- What you should do: Please return the lines of the data below, word for word, from the first line through the line containing "#[derive(Debug, Clone, PartialEq, Eq, Serialize, Deserialize)]".

***** Entries shown

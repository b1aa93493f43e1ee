//! Named response caches.
//!
//! ```text
//! CacheStorage
//!     └── Cache (static-v3, runtime-v3, ...)
//!             └── "GET <url>" → CacheEntry
//! ```

use chrono::Utc;
use rusqlite::{params, Connection, OptionalExtension};
use serde::{Deserialize, Serialize};
use std::fmt;
use std::path::PathBuf;
use std::sync::{Arc, Mutex, MutexGuard};
use tracing::{debug, trace};
use waypoint_core::{OfflineError, OfflineResult};

use crate::schema::{open_database, storage_err, StoreLocation, CACHE_SCHEMA};

/// Normalized cache key: upper-case method plus the URL without fragment.
pub fn request_key(method: &str, url: &str) -> String {
    let url = url.split('#').next().unwrap_or(url);
    format!("{} {}", method.to_ascii_uppercase(), url)
}

/// A cached request/response pair.
#[derive(Debug, Clone, PartialEq, Eq, Serialize, Deserialize)]
pub struct CacheEntry {
    /// Request method.
    pub method: String,

    /// Request URL.
    pub url: String,

    /// Response status.
    pub status: u16,

    /// Response headers in arrival order.
    pub headers: Vec<(String, String)>,

    /// Response body.
    pub body: Vec<u8>,

    /// Cached at timestamp (ms since epoch).
    pub cached_at: i64,
}

impl CacheEntry {
    pub fn request_key(&self) -> String {
        request_key(&self.method, &self.url)
    }

    /// Only successful GET responses are ever stored.
    pub fn is_storable(&self) -> bool {
        self.method.eq_ignore_ascii_case("GET") && self.status == 200
    }
}

type SharedConnection = Arc<Mutex<Connection>>;

fn lock(conn: &SharedConnection) -> OfflineResult<MutexGuard<'_, Connection>> {
    conn.lock()
        .map_err(|_| OfflineError::storage("Cache storage lock poisoned"))
}

/// Cache storage (the set of named caches).
#[derive(Clone)]
pub struct CacheStorage {
    conn: SharedConnection,
}

impl CacheStorage {
    /// Open cache storage backed by a database file.
    pub fn open(path: impl Into<PathBuf>) -> OfflineResult<Self> {
        Self::with_location(StoreLocation::File(path.into()))
    }

    /// Cache storage in a private in-memory database.
    pub fn in_memory() -> OfflineResult<Self> {
        Self::with_location(StoreLocation::Memory)
    }

    pub fn with_location(location: StoreLocation) -> OfflineResult<Self> {
        let conn = open_database(&location, CACHE_SCHEMA)?;
        debug!(location = ?location, "Cache storage opened");
        Ok(Self {
            conn: Arc::new(Mutex::new(conn)),
        })
    }

    /// Open a cache (creates if doesn't exist).
    pub fn open_cache(&self, name: &str) -> OfflineResult<Cache> {
        {
            let conn = lock(&self.conn)?;
            ensure_cache(&conn, name)?;
        }
        Ok(Cache {
            name: name.to_string(),
            conn: Arc::clone(&self.conn),
        })
    }

    /// Check if cache exists.
    pub fn has(&self, name: &str) -> OfflineResult<bool> {
        let conn = lock(&self.conn)?;
        cache_exists(&conn, name)
    }

    /// Delete a cache and all its entries.
    pub fn delete(&self, name: &str) -> OfflineResult<bool> {
        let conn = lock(&self.conn)?;
        let removed = conn
            .execute("DELETE FROM caches WHERE name = ?", [name])
            .map_err(|e| storage_err("Failed to delete cache", e))?;
        if removed > 0 {
            debug!(cache = name, "Cache deleted");
        }
        Ok(removed > 0)
    }

    /// Version recorded by the last activation, if any.
    pub fn active_generation(&self) -> OfflineResult<Option<String>> {
        let conn = lock(&self.conn)?;
        conn.query_row(
            "SELECT active_version FROM registration WHERE id = 1",
            [],
            |row| row.get(0),
        )
        .optional()
        .map_err(|e| storage_err("Failed to read registration", e))
    }

    /// Record `version` as the active generation.
    pub fn record_activation(&self, version: &str) -> OfflineResult<()> {
        let conn = lock(&self.conn)?;
        conn.execute(
            "INSERT INTO registration (id, active_version, activated_at) VALUES (1, ?, ?)
             ON CONFLICT(id) DO UPDATE SET active_version = excluded.active_version,
                                           activated_at = excluded.activated_at",
            params![version, Utc::now().timestamp_millis()],
        )
        .map_err(|e| storage_err("Failed to record activation", e))?;
        debug!(version, "Activation recorded");
        Ok(())
    }

    /// Get all cache names in creation order.
    pub fn keys(&self) -> OfflineResult<Vec<String>> {
        let conn = lock(&self.conn)?;
        let mut stmt = conn
            .prepare("SELECT name FROM caches ORDER BY created_at ASC, name ASC")
            .map_err(|e| storage_err("Failed to list caches", e))?;
        let names = stmt
            .query_map([], |row| row.get(0))
            .map_err(|e| storage_err("Failed to list caches", e))?
            .collect::<Result<Vec<String>, _>>()
            .map_err(|e| storage_err("Failed to read cache name", e))?;
        Ok(names)
    }
}

impl fmt::Debug for CacheStorage {
    fn fmt(&self, f: &mut fmt::Formatter<'_>) -> fmt::Result {
        f.debug_struct("CacheStorage").finish_non_exhaustive()
    }
}

fn ensure_cache(conn: &Connection, name: &str) -> OfflineResult<()> {
    conn.execute(
        "INSERT OR IGNORE INTO caches (name, created_at) VALUES (?, ?)",
        params![name, Utc::now().timestamp_millis()],
    )
    .map_err(|e| storage_err("Failed to create cache", e))?;
    Ok(())
}

fn cache_exists(conn: &Connection, name: &str) -> OfflineResult<bool> {
    conn.query_row("SELECT 1 FROM caches WHERE name = ?", [name], |_| Ok(()))
        .optional()
        .map(|found| found.is_some())
        .map_err(|e| storage_err("Failed to look up cache", e))
}

fn insert_entry(conn: &Connection, cache: &str, entry: &CacheEntry) -> OfflineResult<()> {
    let headers = serde_json::to_string(&entry.headers)?;
    conn.execute(
        "INSERT OR REPLACE INTO cache_entries
            (cache_name, request_key, method, url, status, headers, body, cached_at)
         VALUES (?, ?, ?, ?, ?, ?, ?, ?)",
        params![
            cache,
            entry.request_key(),
            entry.method.to_ascii_uppercase(),
            entry.url,
            entry.status,
            headers,
            entry.body,
            entry.cached_at
        ],
    )
    .map_err(|e| storage_err("Failed to store cache entry", e))?;
    Ok(())
}

/// A single named cache.
#[derive(Clone)]
pub struct Cache {
    name: String,
    conn: SharedConnection,
}

impl Cache {
    pub fn name(&self) -> &str {
        &self.name
    }

    /// Match a request.
    pub fn match_request(&self, method: &str, url: &str) -> OfflineResult<Option<CacheEntry>> {
        let key = request_key(method, url);
        let row = {
            let conn = lock(&self.conn)?;
            conn.query_row(
                "SELECT method, url, status, headers, body, cached_at
                 FROM cache_entries WHERE cache_name = ? AND request_key = ?",
                params![self.name, key],
                |row| {
                    Ok((
                        row.get::<_, String>(0)?,
                        row.get::<_, String>(1)?,
                        row.get::<_, u16>(2)?,
                        row.get::<_, String>(3)?,
                        row.get::<_, Vec<u8>>(4)?,
                        row.get::<_, i64>(5)?,
                    ))
                },
            )
            .optional()
            .map_err(|e| storage_err("Failed to match request", e))?
        };

        let Some((method, url, status, headers, body, cached_at)) = row else {
            trace!(cache = %self.name, key = %key, "Cache miss");
            return Ok(None);
        };

        trace!(cache = %self.name, key = %key, "Cache hit");
        Ok(Some(CacheEntry {
            method,
            url,
            status,
            headers: serde_json::from_str(&headers)?,
            body,
            cached_at,
        }))
    }

    /// Store an entry, replacing any previous snapshot for the same request.
    ///
    /// Entries that are not successful GET responses are skipped, as are
    /// writes into a cache deleted since it was opened. The return value
    /// tells whether anything was written.
    pub fn put(&self, entry: &CacheEntry) -> OfflineResult<bool> {
        if !entry.is_storable() {
            trace!(
                cache = %self.name,
                method = %entry.method,
                status = entry.status,
                "Refusing to cache entry"
            );
            return Ok(false);
        }

        let conn = lock(&self.conn)?;
        if !cache_exists(&conn, &self.name)? {
            debug!(cache = %self.name, url = %entry.url, "Cache was deleted, dropping write");
            return Ok(false);
        }
        insert_entry(&conn, &self.name, entry)?;
        trace!(cache = %self.name, url = %entry.url, "Entry stored");
        Ok(true)
    }

    /// Store a batch of entries atomically: either all are written or none.
    /// Fails if the cache was deleted since it was opened.
    pub fn put_all(&self, entries: &[CacheEntry]) -> OfflineResult<usize> {
        if let Some(bad) = entries.iter().find(|e| !e.is_storable()) {
            return Err(OfflineError::invalid_record(format!(
                "{} {} with status {} cannot be cached",
                bad.method, bad.url, bad.status
            )));
        }

        let mut conn = lock(&self.conn)?;
        let tx = conn
            .transaction()
            .map_err(|e| storage_err("Failed to start cache transaction", e))?;
        if !cache_exists(&tx, &self.name)? {
            return Err(OfflineError::storage(format!(
                "cache {} was deleted before its entries were stored",
                self.name
            )));
        }
        for entry in entries {
            insert_entry(&tx, &self.name, entry)?;
        }
        tx.commit()
            .map_err(|e| storage_err("Failed to commit cache entries", e))?;

        debug!(cache = %self.name, count = entries.len(), "Entries stored");
        Ok(entries.len())
    }

    /// Delete an entry.
    pub fn delete(&self, method: &str, url: &str) -> OfflineResult<bool> {
        let conn = lock(&self.conn)?;
        let removed = conn
            .execute(
                "DELETE FROM cache_entries WHERE cache_name = ? AND request_key = ?",
                params![self.name, request_key(method, url)],
            )
            .map_err(|e| storage_err("Failed to delete cache entry", e))?;
        Ok(removed > 0)
    }

    /// Get all request keys.
    pub fn keys(&self) -> OfflineResult<Vec<String>> {
        let conn = lock(&self.conn)?;
        let mut stmt = conn
            .prepare("SELECT request_key FROM cache_entries WHERE cache_name = ? ORDER BY request_key")
            .map_err(|e| storage_err("Failed to list cache entries", e))?;
        let keys = stmt
            .query_map([&self.name], |row| row.get(0))
            .map_err(|e| storage_err("Failed to list cache entries", e))?
            .collect::<Result<Vec<String>, _>>()
            .map_err(|e| storage_err("Failed to read cache key", e))?;
        Ok(keys)
    }

    pub fn len(&self) -> OfflineResult<usize> {
        let conn = lock(&self.conn)?;
        conn.query_row(
            "SELECT COUNT(*) FROM cache_entries WHERE cache_name = ?",
            [&self.name],
            |row| row.get::<_, i64>(0),
        )
        .map(|n| n as usize)
        .map_err(|e| storage_err("Failed to count cache entries", e))
    }

    pub fn is_empty(&self) -> OfflineResult<bool> {
        Ok(self.len()? == 0)
    }
}

impl fmt::Debug for Cache {
    fn fmt(&self, f: &mut fmt::Formatter<'_>) -> fmt::Result {
        f.debug_struct("Cache").field("name", &self.name).finish()
    }
}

**********

- Answer section:
repository b1aa93493f43e1ee
//! Named response caches.
//!
//! ```text
//! CacheStorage
//!     └── Cache (static-v3, runtime-v3, ...)
//!             └── "GET <url>" → CacheEntry
//! ```

use chrono::Utc;
use rusqlite::{params, Connection, OptionalExtension};
use serde::{Deserialize, Serialize};
use std::fmt;
use std::path::PathBuf;
use std::sync::{Arc, Mutex, MutexGuard};
use tracing::{debug, trace};
use waypoint_core::{OfflineError, OfflineResult};

use crate::schema::{open_database, storage_err, StoreLocation, CACHE_SCHEMA};

/// Normalized cache key: upper-case method plus the URL without fragment.
pub fn request_key(method: &str, url: &str) -> String {
    let url = url.split('#').next().unwrap_or(url);
    format!("{} {}", method.to_ascii_uppercase(), url)
}

/// A cached request/response pair.
#[derive(Debug, Clone, PartialEq, Eq, Serialize, Deserialize)]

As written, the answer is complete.